According to the World Bank’s annual report, in FY2022, the World Bank committed more than US$104 billion to projects around the world. Experts say countries will need trillions of dollars to fight and adapt to climate change.
Before the increase was even considered, US officials said the World Bank’s debt and equity levels were high, given the reluctance of the politically divided US Congress to allocate more funds directly. Changes to ratios and other rules could free up more money to fight climate change, he said. Capital increase.
An independent report produced for the major G20 economies says changing the way banks and other multilateral development banks (MDBs) operate could unlock hundreds of billions of dollars in additional funding. says there is.

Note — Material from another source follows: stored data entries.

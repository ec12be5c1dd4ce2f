//! Privilege-drop helpers applied to a child between `fork` and `exec`.
use nix::unistd::{Group, Uid, User, getgid, getuid};
use std::io;
use std::path::PathBuf;

use crate::config::ProgramConfig;
use crate::error::SpawnError;

/// Resolved uid/gid/supplementary-groups a child should switch to before exec.
#[derive(Debug, Clone, Default)]
pub struct UserContext {
    uid: Option<libc::uid_t>,
    gid: Option<libc::gid_t>,
    supplementary: Vec<libc::gid_t>,
    home: Option<PathBuf>,
}

impl UserContext {
    /// Resolves `user`/`group` (by name) into uid/gid, requiring superuser if either
    /// is set and the daemon is not currently root.
    pub fn resolve(program: &ProgramConfig) -> Result<Self, SpawnError> {
        if program.user.is_none() && program.group.is_none() {
            return Ok(UserContext::default());
        }

        if !getuid().is_root() {
            return Err(SpawnError::Identity(
                program.name.clone(),
                io::Error::new(
                    io::ErrorKind::PermissionDenied,
                    "user/group switch requested but the daemon is not running as root",
                ),
            ));
        }

        let mut ctx = UserContext::default();

        if let Some(user_name) = &program.user {
            let user = lookup_user(program, user_name)?;
            ctx.uid = Some(user.uid.as_raw());
            ctx.gid = Some(user.gid.as_raw());
            ctx.home = Some(user.dir);
        }

        if let Some(group_name) = &program.group {
            let group = lookup_group(program, group_name)?;
            ctx.gid = Some(group.gid.as_raw());
        }

        if ctx.gid.is_none()
            && let Some(uid) = ctx.uid
        {
            let user = User::from_uid(Uid::from_raw(uid))
                .map_err(|err| SpawnError::Identity(program.name.clone(), io::Error::other(err)))?
                .ok_or_else(|| {
                    SpawnError::Identity(
                        program.name.clone(),
                        io::Error::other(format!("failed to reload user by uid {uid}")),
                    )
                })?;
            ctx.gid = Some(user.gid.as_raw());
        }

        Ok(ctx)
    }

    /// Home directory of the resolved user, if a `user` switch was requested.
    pub fn home(&self) -> Option<&PathBuf> {
        self.home.as_ref()
    }

    /// Applies the resolved uid/gid/supplementary groups in the current process.
    ///
    /// # Safety
    /// Must only be called in the child between `fork` and `exec`. Calling it in the
    /// supervisor process permanently drops the supervisor's own privileges.
    pub unsafe fn apply(&self) -> io::Result<()> {
        if self.uid.is_none() && self.gid.is_none() {
            return Ok(());
        }

        if !self.supplementary.is_empty() {
            let mut groups = self.supplementary.clone();
            groups.insert(0, self.gid.unwrap_or_else(|| getgid().as_raw()));
            if unsafe { libc::setgroups(groups.len(), groups.as_ptr()) } != 0 {
                return Err(io::Error::last_os_error());
            }
        }

        if let Some(gid) = self.gid
            && unsafe { libc::setgid(gid) } != 0
        {
            return Err(io::Error::last_os_error());
        }

        if let Some(uid) = self.uid
            && unsafe { libc::setuid(uid) } != 0
        {
            return Err(io::Error::last_os_error());
        }

        Ok(())
    }
}

fn lookup_user(program: &ProgramConfig, name: &str) -> Result<User, SpawnError> {
    User::from_name(name)
        .map_err(|err| SpawnError::Identity(program.name.clone(), io::Error::other(err)))?
        .ok_or_else(|| {
            SpawnError::Identity(
                program.name.clone(),
                io::Error::other(format!("user '{name}' not found")),
            )
        })
}

fn lookup_group(program: &ProgramConfig, name: &str) -> Result<Group, SpawnError> {
    Group::from_name(name)
        .map_err(|err| SpawnError::Identity(program.name.clone(), io::Error::other(err)))?
        .ok_or_else(|| {
            SpawnError::Identity(
                program.name.clone(),
                io::Error::other(format!("group '{name}' not found")),
            )
        })
}

/// Applies `umask` in the child. Must be called between `fork` and `exec`.
///
/// # Safety
/// Mutates the calling process's umask; only safe to call in a child about to exec.
pub unsafe fn apply_umask(mask: Option<u32>) {
    if let Some(mask) = mask {
        unsafe {
            libc::umask(mask as libc::mode_t);
        }
    }
}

But some middle-income countries are worried that their banks’ AAA credit ratings could drop, raising borrowing costs, Mark Malloch Brown, head of the Open Society Foundations, told Reuters. rice field.
“Middle-income countries worry that borrowing costs will rise as Western countries refuse to provide more cash.”
Iskander Erzini Vernoit, director of the Imal Initiative for Climate and Development, a climate think tank based in Morocco, said the United States has contributed only US$2 billion of the US$100 billion climate finance pledged by rich countries. He said he needed to invest more.
“The shift of blame to MDB managers has only gotten us so far and not enough to raise funds to tackle polycrisis at scale,” he said.